Standard error of measurement (SEM) measures the amount of error in the scores. SEM is

the difference between the actual student scores and the scores that the student would get if the test

was 100% reliable. Higher SEM values indicate the increased variability in scores when the

students take the same test repeatedly. The average value of SEM for 3rd grade CBT is 3.37, and for

the PBT, it is 3.39. For a perfectly reliable test, the SEM value is zero. The lower the SEM value,

the more reliable the test is. For this 3rd-grade test, the SEM value is lower for CBT. These SEM

values are acceptable values.

11. Describe and interpret evidence related to item discriminations (e.g., corrected item-total

correlations), including how the item discrimination values compare to the recommended

range, noting in particular any items with negative or small-positive discriminations.

Item discrimination explains the relationship between the student’s performances on a

specific item vs. the total test performance. The scores for the item discrimination range from -1.00

to 1.00. The scores above 0.15 are acceptable. Negative scores represent low-ability students

perform better on that item than the high-ability students. Pearson investigates any items with the

item discrimination score lower than 0.15. If the score is extremely low or negative values are

subjected to be excluded from the test after the investigation. For the 3rd-grade math assessment, the

item discrimination values could not be found.

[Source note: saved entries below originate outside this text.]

use super::*;
use portal_core::{catalog::default_catalog, RetrievalError};
use shared::domain::{Coordinate, Region, VegetationMetric};

fn field() -> Region {
    Region::new(vec![
        Coordinate::new(28.61, 77.20).expect("coordinate"),
        Coordinate::new(28.62, 77.21).expect("coordinate"),
        Coordinate::new(28.60, 77.22).expect("coordinate"),
    ])
}

#[test]
fn formats_dates_like_locale_short_date() {
    let date = NaiveDate::from_ymd_opt(2024, 4, 5).expect("date");
    assert_eq!(format_date(date), "4/5/2024");
}

#[test]
fn selector_brackets_active_category() {
    let line = category_selector(CategoryFilter::Weather);
    assert!(line.contains("[Weather Updates]"));
    assert!(line.contains(" All Updates "));
    assert!(!line.contains("[All Updates]"));
}

#[test]
fn updates_render_filtered_cards() {
    let mut view = UpdatesView::new(default_catalog()).expect("view");
    view.select_category(CategoryFilter::Government);
    let text = render_updates(&view);

    assert!(text.contains("[Government] New Government Scheme for Farmers"));
    assert!(text.contains("4/15/2024 | Ministry of Agriculture"));
    assert!(!text.contains("Organic Farming"));
}

#[test]
fn updates_render_empty_state() {
    let view = UpdatesView::new(Vec::new()).expect("view");
    assert!(render_updates(&view).contains(EMPTY_STATE_MESSAGE));
}

#[test]
fn gauge_fills_proportionally() {
    let reading = portal_core::vegetation::reading(VegetationMetric::new(0.75).expect("metric"));
    assert_eq!(gauge(&reading), format!("[{}{}]", "#".repeat(15), ".".repeat(5)));

    let full = portal_core::vegetation::reading(VegetationMetric::new(1.0).expect("metric"));
    assert_eq!(gauge(&full), format!("[{}]", "#".repeat(20)));
}

#[test]
fn ndvi_render_covers_each_state() {
    let mut view = NdviView::new();
    assert!(render_ndvi(&view).contains("Select a region"));

    let ticket = view.select_region(field()).expect("ticket");
    assert!(render_ndvi(&view).contains("Analyzing region..."));

    view.resolve(
        ticket.generation,
        Ok(VegetationMetric::new(0.75).expect("metric")),
    );
    let text = render_ndvi(&view);
    assert!(text.contains("NDVI: 0.75"));
    assert!(text.contains("Status: Very Good (band 4, #91cf60)"));
    assert!(text.contains("*4 Very Good*"));

    let ticket = view.select_region(field()).expect("ticket");
    view.resolve(ticket.generation, Err(RetrievalError::Transport("down".into())));
    assert!(render_ndvi(&view).contains("Failed to fetch data, please try again"));
}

12. Evaluate the degree to which the overall body of reliability evidence is sufficient to support

test use, noting in particular any outstanding and unaddressed threats to reliability.
20

For the 3rd grade PARCC math spring 2018 assessment, no issues were observed that might

risk the reliability of the test. The average reliability coefficient scores for the test are high. The

score for the 3rd grade math CBT is 0.94 which indicates high reliability for the test.

Part 3: Test Validity

13. Describe the procedures used to investigate test validity (e.g., factor analysis, expert reviews,

think-alouds), and the specific forms of validity evidence gathered (e.g., based on test content,

based on relations with external variables, based on internal structure, based on response

processes, and based on the consequences of testing).

According to the American Educational Research Association (AERA), American

Psychological Association (APA), and National Council on Measurement and Education (NCME)

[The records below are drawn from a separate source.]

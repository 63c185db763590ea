//! NDVI analysis view: region selection, metric retrieval and classification.
//!
//! [`NdviView`] is the synchronous state machine. Every selection bumps the
//! request generation, and a resolved fetch is applied only when it carries the
//! current generation, so a slow answer for an old region can never overwrite
//! the outcome of a newer one. [`NdviController`] drives the view with a
//! [`MetricRetriever`], running each fetch on its own tokio task.

use std::{panic::AssertUnwindSafe, sync::Arc};

use futures::FutureExt;
use shared::{
    domain::{MetricReading, Region, VegetationMetric},
    protocol::{NdviPhase, NdviSnapshot},
};
use tokio::{sync::mpsc, task::JoinHandle};
use tracing::{debug, info, warn};

use crate::{
    retrieval::{fetch_with_policy, MetricRetriever, RetrievalError, RetryPolicy},
    vegetation,
};

#[derive(Debug, Clone, Copy, Default, PartialEq, Eq, PartialOrd, Ord, Hash)]
pub struct Generation(pub u64);

impl Generation {
    fn next(self) -> Self {
        Self(self.0 + 1)
    }
}

/// Fetch request issued for a non-empty selection.
#[derive(Debug, Clone, PartialEq)]
pub struct MetricTicket {
    pub generation: Generation,
    pub region: Region,
}

#[derive(Debug, Clone, PartialEq)]
pub enum NdviState {
    Idle,
    Loading { generation: Generation },
    MetricReady(MetricReading),
    Failed { error: RetrievalError },
}

impl NdviState {
    pub fn phase(&self) -> NdviPhase {
        match self {
            NdviState::Idle => NdviPhase::Idle,
            NdviState::Loading { .. } => NdviPhase::Loading,
            NdviState::MetricReady(_) => NdviPhase::MetricReady,
            NdviState::Failed { .. } => NdviPhase::Failed,
        }
    }
}

#[derive(Debug, Clone, Copy, PartialEq, Eq)]
pub enum Resolution {
    Applied,
    Stale,
}

#[derive(Debug, Clone)]
pub struct NdviView {
    region: Region,
    generation: Generation,
    state: NdviState,
}

impl Default for NdviView {
    fn default() -> Self {
        Self::new()
    }
}

impl NdviView {
    pub fn new() -> Self {
        Self {
            region: Region::empty(),
            generation: Generation::default(),
            state: NdviState::Idle,
        }
    }

    /// Records a new selection, superseding anything in flight. Returns the
    /// fetch to run, or `None` when the region is empty and the view is idle.
    pub fn select_region(&mut self, region: Region) -> Option<MetricTicket> {
        self.generation = self.generation.next();
        self.region = region;
        debug!(
            generation = self.generation.0,
            points = self.region.len(),
            "region selected"
        );

        if self.region.is_empty() {
            self.state = NdviState::Idle;
            return None;
        }

        self.state = NdviState::Loading {
            generation: self.generation,
        };
        Some(MetricTicket {
            generation: self.generation,
            region: self.region.clone(),
        })
    }

    /// Applies a fetch outcome if it belongs to the current selection.
    pub fn resolve(
        &mut self,
        generation: Generation,
        result: Result<VegetationMetric, RetrievalError>,
    ) -> Resolution {
        let in_flight = matches!(
            self.state,
            NdviState::Loading { generation: current } if current == generation
        );
        if !in_flight {
            debug!(
                generation = generation.0,
                current = self.generation.0,
                "dropping stale metric result"
            );
            return Resolution::Stale;
        }

        self.state = match result {
            Ok(metric) => {
                let reading = vegetation::reading(metric);
                info!(
                    generation = generation.0,
                    metric = metric.value(),
                    status = %reading.status,
                    band = reading.band.id(),
                    "vegetation metric ready"
                );
                NdviState::MetricReady(reading)
            }
            Err(error) => {
                warn!(generation = generation.0, "metric retrieval failed: {error}");
                NdviState::Failed { error }
            }
        };
        Resolution::Applied
    }

    pub fn region(&self) -> &Region {
        &self.region
    }

    pub fn generation(&self) -> Generation {
        self.generation
    }

    pub fn state(&self) -> &NdviState {
        &self.state
    }

    pub fn is_loading(&self) -> bool {
        matches!(self.state, NdviState::Loading { .. })
    }

    pub fn reading(&self) -> Option<&MetricReading> {
        match &self.state {
            NdviState::MetricReady(reading) => Some(reading),
            _ => None,
        }
    }

    pub fn metric(&self) -> Option<VegetationMetric> {
        self.reading().map(|reading| reading.metric)
    }

    pub fn error_message(&self) -> Option<&'static str> {
        match &self.state {
            NdviState::Failed { error } => Some(error.user_message()),
            _ => None,
        }
    }

    pub fn snapshot(&self) -> NdviSnapshot {
        let error = match &self.state {
            NdviState::Failed { error } => Some(error.to_api_error()),
            _ => None,
        };
        NdviSnapshot {
            phase: self.state.phase(),
            generation: self.generation.0,
            region: self.region.clone(),
            reading: self.reading().copied(),
            error,
        }
    }
}

#[derive(Debug)]
pub enum NdviEvent {
    MetricResolved {
        generation: Generation,
        result: Result<VegetationMetric, RetrievalError>,
    },
}

/// Owns an [`NdviView`] and runs its fetches against a retriever.
///
/// Must be used from inside a tokio runtime.
pub struct NdviController {
    view: NdviView,
    retriever: Arc<dyn MetricRetriever>,
    policy: RetryPolicy,
    events_tx: mpsc::UnboundedSender<NdviEvent>,
    events_rx: mpsc::UnboundedReceiver<NdviEvent>,
    in_flight: Option<JoinHandle<()>>,
}

impl NdviController {
    pub fn new(retriever: Arc<dyn MetricRetriever>, policy: RetryPolicy) -> Self {
        let (events_tx, events_rx) = mpsc::unbounded_channel();
        Self {
            view: NdviView::new(),
            retriever,
            policy,
            events_tx,
            events_rx,
            in_flight: None,
        }
    }

    pub fn view(&self) -> &NdviView {
        &self.view
    }

    pub fn select_region(&mut self, region: Region) {
        if let Some(task) = self.in_flight.take() {
            task.abort();
        }

        let Some(ticket) = self.view.select_region(region) else {
            return;
        };

        let retriever = Arc::clone(&self.retriever);
        let policy = self.policy;
        let events_tx = self.events_tx.clone();
        self.in_flight = Some(tokio::spawn(async move {
            let fetch = fetch_with_policy(retriever.as_ref(), &ticket.region, &policy);
            let result = match AssertUnwindSafe(fetch).catch_unwind().await {
                Ok(result) => result,
                Err(_) => Err(RetrievalError::Internal(
                    "retrieval task panicked".to_string(),
                )),
            };
            let _ = events_tx.send(NdviEvent::MetricResolved {
                generation: ticket.generation,
                result,
            });
        }));
    }

    /// Applies every result that has already arrived without waiting.
    pub fn process_events(&mut self) -> usize {
        let mut applied = 0;
        while let Ok(event) = self.events_rx.try_recv() {
            if self.apply(event) == Resolution::Applied {
                applied += 1;
            }
        }
        applied
    }

    /// Waits for the next result and applies it.
    pub async fn next_event(&mut self) -> Option<Resolution> {
        let event = self.events_rx.recv().await?;
        Some(self.apply(event))
    }

    /// Waits until the current selection has resolved.
    pub async fn settle(&mut self) -> &NdviState {
        while self.view.is_loading() {
            if self.next_event().await.is_none() {
                break;
            }
        }
        self.view.state()
    }

    fn apply(&mut self, event: NdviEvent) -> Resolution {
        match event {
            NdviEvent::MetricResolved { generation, result } => {
                let resolution = self.view.resolve(generation, result);
                if resolution == Resolution::Applied {
                    self.in_flight = None;
                }
                resolution
            }
        }
    }
}

impl Drop for NdviController {
    fn drop(&mut self) {
        if let Some(task) = self.in_flight.take() {
            task.abort();
        }
    }
}

#[cfg(test)]
#[path = "tests/ndvi_tests.rs"]
mod tests;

(2014) reports, validity is described as;

“The degree to which evidence and theory support the interpretations of test scores for

proposed uses of tests. Validity is, therefore, the most fundamental consideration in

developing tests and evaluating tests. The process of validation involves accumulating

relevant evidence to provide a sound scientific basis for the proposed score interpretations

(p. 11)”.

Evidence-Based on Test Content

Construct validity explains how much a test is able to measure what it claims to measure.

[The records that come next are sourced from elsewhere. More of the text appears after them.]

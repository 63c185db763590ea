use super::*;

fn metric(value: f64) -> VegetationMetric {
    VegetationMetric::new(value).expect("metric in range")
}

#[test]
fn values_below_point_two_are_poor() {
    for value in [0.0, 0.05, 0.1, 0.19, 0.199_999] {
        assert_eq!(classify(metric(value)), VegetationStatus::Poor, "{value}");
    }
}

#[test]
fn lower_bounds_are_inclusive() {
    assert_eq!(classify(metric(0.2)), VegetationStatus::Fair);
    assert_eq!(classify(metric(0.4)), VegetationStatus::Good);
    assert_eq!(classify(metric(0.6)), VegetationStatus::VeryGood);
    assert_eq!(classify(metric(0.8)), VegetationStatus::Excellent);
}

#[test]
fn final_band_is_closed_at_one() {
    assert_eq!(classify(metric(1.0)), VegetationStatus::Excellent);
    assert_eq!(color_band(metric(1.0)), ColorBand::DarkGreen);
}

#[test]
fn color_band_uses_same_thresholds_as_status() {
    let cases = [
        (0.1, 1),
        (0.2, 2),
        (0.39, 2),
        (0.5, 3),
        (0.75, 4),
        (0.8, 5),
    ];
    for (value, band) in cases {
        assert_eq!(color_band(metric(value)).id(), band, "{value}");
    }
}

#[test]
fn reading_bundles_status_and_band() {
    let reading = reading(metric(0.75));
    assert_eq!(reading.status, VegetationStatus::VeryGood);
    assert_eq!(reading.status.label(), "Very Good");
    assert_eq!(reading.band.id(), 4);
}

#[test]
fn out_of_range_values_fail_fast() {
    assert_eq!(classify_value(-0.01), Err(DomainError::InvalidMetric(-0.01)));
    assert_eq!(classify_value(1.01), Err(DomainError::InvalidMetric(1.01)));
    assert_eq!(classify_value(0.3), Ok(VegetationStatus::Fair));
}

PARCC testing is designed to assess the CCSS for math and ELA for 3-8 grades. Test blueprints

and evidence statements are derived from those Common Core State Standards. In addition to those

statements, the PARCC College and Career Ready Determinations (CCRD) identify the skills,

knowledge, and performances that the students are expected to demonstrate to be college and career

ready. PARCC Governing Board and PARCC Advisory Committee on College Readiness reviewed
21

the standards and the test design and concluded that students who got Level 4 and 5 in PARCC high

school assessments are most likely to earn at least a “C” from their college courses without any

extra help.

When the math and ELA PARCC tests are constructed, experts from the states which

administer the PARCC test gather and hold meetings to review the test forms. The experts work

mostly on the alignment of the CCSS and test blueprints evidence statements. Necessary item

replacements are made during those meetings while maintaining the integrity of the design of the

test.

PARCC items are subjected to field tests before they are included in the assessments.

Selected schools administer the field test, and the data is used to the development of test items.

Evidence-Based on Internal Structure

The validity of the internal structure refers to the relation between the test items and the test

components and sub-claims. The ELA reports provide data regarding the overall ELA score,

Reading (RD), Writing (WR) claim scores, and five sub-claim scores; Reading Literature (RL),

Reading Information (RI), Reading Vocabulary (RV) Writing Written Expression (WE), and

Writing Language and Conventions (WKL). Math reports have data for four sub-claims; Major

Content (MC), Mathematical Reasoning (MR), Modeling Practice (MP), and Additional and

Supporting Content (ASC).

The validity of the internal structure depends on both the total group consistency and the

subgroup consistencies. Another way to check the internal structure is to measure the relationship

among the ELA and Math scores and the ELA and Math sub-claim scores.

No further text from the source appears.